Secondo il Garante, premesso che “i principi e la disciplina di protezione dei dati personali … devono essere rispettati anche nell’attività di pubblicazione di dati sul web …”, ai sensi del D.Lgs. n. 33 del 2013, è “invece, sempre vietata la diffusione di dati idonei a rivelare lo stato di salute …”, e che “in particolare, con riferimento ai dati idonei a rivelare lo stato di salute degli interessati, è vietata la pubblicazione di qualsiasi informazione da cui si possa desumere, anche indirettamente, lo stato di malattia, o l’esistenza di patologie dei soggetti interessati, compreso qualsiasi riferimento alle condizioni di invalidità, disabilità, o handicap fisici e/o psichici” (V. Linee guida in materia di trattamento di dati personali, contenuti anche in atti e documenti amministrativi, effettuato per finalità di pubblicità e trasparenza sul web da soggetti pubblici e da altri enti obbligati, Registro dei provvedimenti n. 243 del 15 maggio 2014).
Secondo la Sezione della Corte dei conti del Lazio, tenendo conto della legislazione in materia di dirigenza pubblica in generale e di dirigenza scolastica in particolare, incombeva sul dirigente l’onere di rispettare direttamente la normativa a tutela della privacy dell’individuo disabile e poi l’onere di vigilare per evitare che il personale docente coinvolto non violasse la privacy del medesimo individuo (culpa in vigilando). Per tale ragione, l’onere di pagare la sanzione incombeva sul dirigente che ponendolo, invece, a carico del bilancio dell’ente ha commesso un atti antidoveroso per cui la Corte ha ravvisato responsabilità ancorché attenuata per l’applicazione del potere riduttivo di cui all’art. 83R.D. n. 2440 del 1923 che al comma 1 così stabilisce: “I funzionari di cui ai precedenti artt. 81 e 82sono sottoposti alla giurisdizione della Corte dei conti la quale, valutate le singole responsabilità, può porre a carico dei responsabili tutto o parte del danno accertato o del valore perduto.”.

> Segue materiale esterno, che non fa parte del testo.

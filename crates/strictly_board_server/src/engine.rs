//! The game engine: roster, turns, and subscriptions over the store.

use crate::{ServerConfig, SessionStore, Subscription, SubscriptionBus};
use derive_getters::Getters;
use derive_new::new;
use std::sync::Arc;
use strictly_board::{
    Action, ActionRegistry, ActionResult, Board, DiceRoller, GameError, Player, RandomDice,
    Session, SessionId, SessionOutcome,
};
use tracing::{info, instrument};

/// Tunables for the engine.
#[derive(Debug, Clone, Copy, PartialEq, Eq, Getters, new)]
pub struct EngineConfig {
    /// Players required to start a session.
    min_players: usize,
    /// Queue length of each subscriber.
    listener_capacity: usize,
}

impl Default for EngineConfig {
    fn default() -> Self {
        Self::new(2, 64)
    }
}

impl From<&ServerConfig> for EngineConfig {
    fn from(config: &ServerConfig) -> Self {
        Self::new(*config.min_players(), *config.listener_capacity())
    }
}

/// Entry point for every session operation.
///
/// Cloning is cheap; clones share the same store and registry.
#[derive(Debug, Clone)]
pub struct GameEngine {
    store: SessionStore,
    registry: Arc<ActionRegistry>,
    board: &'static Board,
    config: EngineConfig,
}

impl GameEngine {
    /// Engine on the classic board with the standard action registry.
    #[instrument(skip(dice))]
    pub fn new(config: EngineConfig, dice: Arc<dyn DiceRoller>) -> Self {
        Self::with_registry(config, ActionRegistry::standard(dice))
    }

    /// Engine using a custom action registry.
    #[instrument(skip(registry), fields(kinds = ?registry.kinds()))]
    pub fn with_registry(config: EngineConfig, registry: ActionRegistry) -> Self {
        info!("Creating game engine");
        Self {
            store: SessionStore::new(SubscriptionBus::new(*config.listener_capacity())),
            registry: Arc::new(registry),
            board: Board::classic(),
            config,
        }
    }

    /// Engine built from server configuration, seeding dice if requested.
    pub fn from_config(config: &ServerConfig) -> Self {
        let dice = match config.dice_seed() {
            Some(seed) => RandomDice::seeded(*seed),
            None => RandomDice::new(),
        };
        Self::new(EngineConfig::from(config), Arc::new(dice))
    }

    /// The underlying store.
    pub fn store(&self) -> &SessionStore {
        &self.store
    }

    /// The board every session plays on.
    pub fn board(&self) -> &'static Board {
        self.board
    }

    /// Engine tunables.
    pub fn config(&self) -> &EngineConfig {
        &self.config
    }

    /// Creates a waiting session with the creator seated first.
    ///
    /// # Errors
    ///
    /// [`GameError::InvariantViolation`] only if the new document is broken.
    #[instrument(skip(self, creator_name))]
    pub fn create_session(
        &self,
        creator_id: &str,
        creator_name: &str,
    ) -> Result<SessionId, GameError> {
        let session = Session::create(self.store.next_id(), creator_id, creator_name);
        let doc = self.store.create(session)?;
        Ok(doc.id().clone())
    }

    /// Seats a player in a waiting session.
    #[instrument(skip(self, name))]
    pub fn join_session(
        &self,
        session_id: &str,
        player_id: &str,
        name: &str,
    ) -> Result<Player, GameError> {
        Ok(self.store.mutate(session_id, |s| s.join(player_id, name))?.output)
    }

    /// Starts a waiting session.
    #[instrument(skip(self))]
    pub fn start_session(&self, session_id: &str) -> Result<(), GameError> {
        let min_players = self.config.min_players;
        self.store.mutate(session_id, |s| s.start(min_players))?;
        Ok(())
    }

    /// Applies an action for the acting player.
    ///
    /// The turn check and the turn advance happen under the session's lock,
    /// so two submissions can never both pass for the same turn.
    #[instrument(skip(self, action), fields(kind = %action.kind))]
    pub fn submit_action(
        &self,
        session_id: &str,
        player_id: &str,
        action: &Action,
    ) -> Result<ActionResult, GameError> {
        let registry = &self.registry;
        let board = self.board;
        let mutation = self
            .store
            .mutate(session_id, |s| s.submit_action(player_id, action, registry, board))?;
        Ok(mutation.output)
    }

    /// Ends an active session.
    #[instrument(skip(self))]
    pub fn end_session(
        &self,
        session_id: &str,
        winner: Option<&str>,
    ) -> Result<SessionOutcome, GameError> {
        let outcome = self.store.mutate(session_id, |s| s.end(winner))?.output;
        info!(winner = ?outcome.winner, players = outcome.standings.len(), "Outcome recorded");
        Ok(outcome)
    }

    /// Current document of a session.
    pub fn get_session(&self, session_id: &str) -> Result<Arc<Session>, GameError> {
        self.store.get(session_id)
    }

    /// Every session, oldest first.
    pub fn list_sessions(&self) -> Vec<Arc<Session>> {
        self.store.list()
    }

    /// Sessions `player_id` is seated in.
    pub fn sessions_for_player(&self, player_id: &str) -> Vec<Arc<Session>> {
        self.store.sessions_for_player(player_id)
    }

    /// Follows a session's committed documents.
    ///
    /// The first item is the current document, or `None` for an unknown id.
    pub fn subscribe(&self, session_id: &str) -> Subscription {
        self.store.bus().subscribe(session_id)
    }
}

#[cfg(test)]
mod tests {
    use super::*;
    use strictly_board::ScriptedDice;

    fn engine(min_players: usize) -> GameEngine {
        let dice = ScriptedDice::new([(2, 2)]).unwrap();
        GameEngine::new(EngineConfig::new(min_players, 8), Arc::new(dice))
    }

    #[test]
    fn test_start_requires_min_players() {
        let engine = engine(2);
        let id = engine.create_session("a", "A").unwrap();
        let err = engine.start_session(&id).unwrap_err();
        assert!(matches!(err, GameError::NotEnoughPlayers { required: 2, actual: 1, .. }));

        engine.join_session(&id, "b", "B").unwrap();
        engine.start_session(&id).unwrap();
    }

    #[test]
    fn test_single_player_when_allowed() {
        let engine = engine(1);
        let id = engine.create_session("a", "A").unwrap();
        engine.start_session(&id).unwrap();
        engine.submit_action(&id, "a", &Action::roll_dice()).unwrap();
        engine.submit_action(&id, "a", &Action::roll_dice()).unwrap();
        assert_eq!(*engine.get_session(&id).unwrap().players()[0].position(), 8);
    }

    #[test]
    fn test_version_counts_commits() {
        let engine = engine(2);
        let id = engine.create_session("a", "A").unwrap();
        engine.join_session(&id, "b", "B").unwrap();
        let _ = engine.join_session(&id, "b", "B");
        engine.start_session(&id).unwrap();
        engine.submit_action(&id, "a", &Action::roll_dice()).unwrap();
        assert_eq!(*engine.get_session(&id).unwrap().version(), 3);
    }

    #[test]
    fn test_from_config_uses_min_players() {
        let config = ServerConfig::default().with_min_players(3).with_dice_seed(7);
        let engine = GameEngine::from_config(&config);
        assert_eq!(*engine.config().min_players(), 3);
    }
}
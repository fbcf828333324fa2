//! Actions players submit and the effects they produce.
//!
//! An [`Action`] is a request: a kind tag plus kind-specific fields. It is
//! evaluated into a [`Delta`] without touching the session, and only then
//! applied by the turn engine.

use crate::{GameError, PlayerId};
use chrono::{DateTime, Utc};
use serde::{Deserialize, Serialize};
use serde_json::{Map, Value};
use std::str::FromStr;
use tracing::{debug, instrument};

/// Every action kind the game knows about.
///
/// Only kinds with a registered handler can be played; the others are
/// reserved for the full rule set.
#[derive(
    Debug,
    Clone,
    Copy,
    PartialEq,
    Eq,
    Hash,
    Serialize,
    Deserialize,
    strum::Display,
    strum::EnumString,
    strum::EnumIter,
)]
#[serde(rename_all = "SCREAMING_SNAKE_CASE")]
#[strum(serialize_all = "SCREAMING_SNAKE_CASE")]
pub enum ActionKind {
    /// Roll two dice and move.
    RollDice,
    /// Buy the space the player stands on.
    BuyProperty,
    /// Pay rent to a space owner.
    PayRent,
    /// Draw a chance or community chest card.
    DrawCard,
}

/// A request from a player to affect session state.
///
/// Serialized flat: `{"kind": "ROLL_DICE", ...fields}`.
#[derive(Debug, Clone, PartialEq, Serialize, Deserialize)]
pub struct Action {
    /// Kind tag as sent by the client.
    pub kind: String,
    /// Kind-specific fields.
    #[serde(flatten)]
    pub fields: Map<String, Value>,
}

impl Action {
    /// Creates an action with no extra fields.
    pub fn new(kind: impl Into<String>) -> Self {
        Self {
            kind: kind.into(),
            fields: Map::new(),
        }
    }

    /// The dice roll action.
    pub fn roll_dice() -> Self {
        Self::new(ActionKind::RollDice.to_string())
    }

    /// Adds a kind-specific field.
    pub fn with_field(mut self, key: impl Into<String>, value: impl Into<Value>) -> Self {
        self.fields.insert(key.into(), value.into());
        self
    }

    /// Resolves the kind tag.
    ///
    /// # Errors
    ///
    /// Returns [`GameError::UnknownActionKind`] if the tag names no kind.
    #[instrument(skip(self), fields(kind = %self.kind))]
    pub fn parse_kind(&self) -> Result<ActionKind, GameError> {
        ActionKind::from_str(&self.kind).map_err(|_| {
            debug!("Unrecognized action kind");
            GameError::UnknownActionKind {
                kind: self.kind.clone(),
            }
        })
    }
}

impl From<ActionKind> for Action {
    fn from(kind: ActionKind) -> Self {
        Self::new(kind.to_string())
    }
}

/// Outcome of a dice roll.
#[derive(Debug, Clone, PartialEq, Eq, Serialize, Deserialize)]
pub struct RollOutcome {
    /// First die.
    pub die1: u8,
    /// Second die.
    pub die2: u8,
    /// Position before moving.
    pub old_position: usize,
    /// Position after moving.
    pub new_position: usize,
    /// Whether the move passed or landed on start.
    pub passed_start: bool,
    /// Name of the space landed on.
    pub space: String,
}

impl RollOutcome {
    /// Sum of both dice.
    pub fn total(&self) -> usize {
        usize::from(self.die1) + usize::from(self.die2)
    }
}

/// Descriptive result of an applied action, returned to the caller.
#[derive(Debug, Clone, PartialEq, Eq, Serialize, Deserialize)]
#[serde(tag = "kind", rename_all = "SCREAMING_SNAKE_CASE")]
pub enum ActionResult {
    /// Result of [`ActionKind::RollDice`].
    RollDice(RollOutcome),
}

impl ActionResult {
    /// The kind of action that produced this result.
    pub fn kind(&self) -> ActionKind {
        match self {
            Self::RollDice(_) => ActionKind::RollDice,
        }
    }
}

/// Pure, not yet applied effect of an action on the acting player.
#[derive(Debug, Clone, PartialEq, Eq, derive_new::new)]
pub struct Delta {
    /// Position the player ends on.
    pub new_position: usize,
    /// Signed change to the player's balance.
    pub money_change: i64,
    /// What happened, for the caller and the audit record.
    pub result: ActionResult,
}

/// Audit record of the most recently applied action.
#[derive(
    Debug,
    Clone,
    PartialEq,
    Eq,
    Serialize,
    Deserialize,
    derive_getters::Getters,
    derive_new::new,
)]
pub struct LastAction {
    /// Kind of action.
    kind: ActionKind,
    /// Player who acted.
    player_id: PlayerId,
    /// Result reported to the player.
    result: ActionResult,
    /// When the action was applied.
    timestamp: DateTime<Utc>,
}

#[cfg(test)]
mod tests {
    use super::*;

    #[test]
    fn test_parse_known_kind() {
        assert_eq!(Action::roll_dice().parse_kind(), Ok(ActionKind::RollDice));
        assert_eq!(
            Action::new("BUY_PROPERTY").parse_kind(),
            Ok(ActionKind::BuyProperty)
        );
    }

    #[test]
    fn test_parse_unknown_kind() {
        let err = Action::new("TELEPORT").parse_kind().unwrap_err();
        assert_eq!(
            err,
            GameError::UnknownActionKind {
                kind: "TELEPORT".to_string()
            }
        );
    }

    #[test]
    fn test_action_wire_format_is_flat() {
        let action: Action =
            serde_json::from_str(r#"{"kind":"PAY_RENT","owner":"p2","amount":50}"#).unwrap();
        assert_eq!(action.kind, "PAY_RENT");
        assert_eq!(action.fields["owner"], "p2");

        let json = serde_json::to_value(Action::roll_dice().with_field("note", "hi")).unwrap();
        assert_eq!(json, serde_json::json!({"kind": "ROLL_DICE", "note": "hi"}));
    }

    #[test]
    fn test_result_is_tagged_with_kind() {
        let result = ActionResult::RollDice(RollOutcome {
            die1: 3,
            die2: 4,
            old_position: 0,
            new_position: 7,
            passed_start: false,
            space: "Chance".to_string(),
        });
        let json = serde_json::to_value(&result).unwrap();
        assert_eq!(json["kind"], "ROLL_DICE");
        assert_eq!(json["die1"], 3);
        assert_eq!(json["passed_start"], false);
        assert_eq!(result.kind(), ActionKind::RollDice);
    }
}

La responsabilità personale del dipendente pubblico per le sanzioni amministrative irrogate nell’attività di servizio è stata riconosciuta anche in materia di salute e sicurezza nei luoghi di lavoro (V. Sez. giurisdiz. Sicilia, sent. n. 1574 del 2010).
Si ricorda che, secondo altro orientamento giurisprudenziale, il pagamento di una sanzione amministrativa irrogata a un dipendente/amministratore pubblico con risorse dell’ente pubblico non costituirebbe illecito erariale (Sez. giurisdiz. Sardegna, sent. n. 5 del 2016Sez. giurisdiz. Lombardia, sent. n. 234 del 2014), trattandosi di attribuzione patrimoniale ad altro ente pubblico.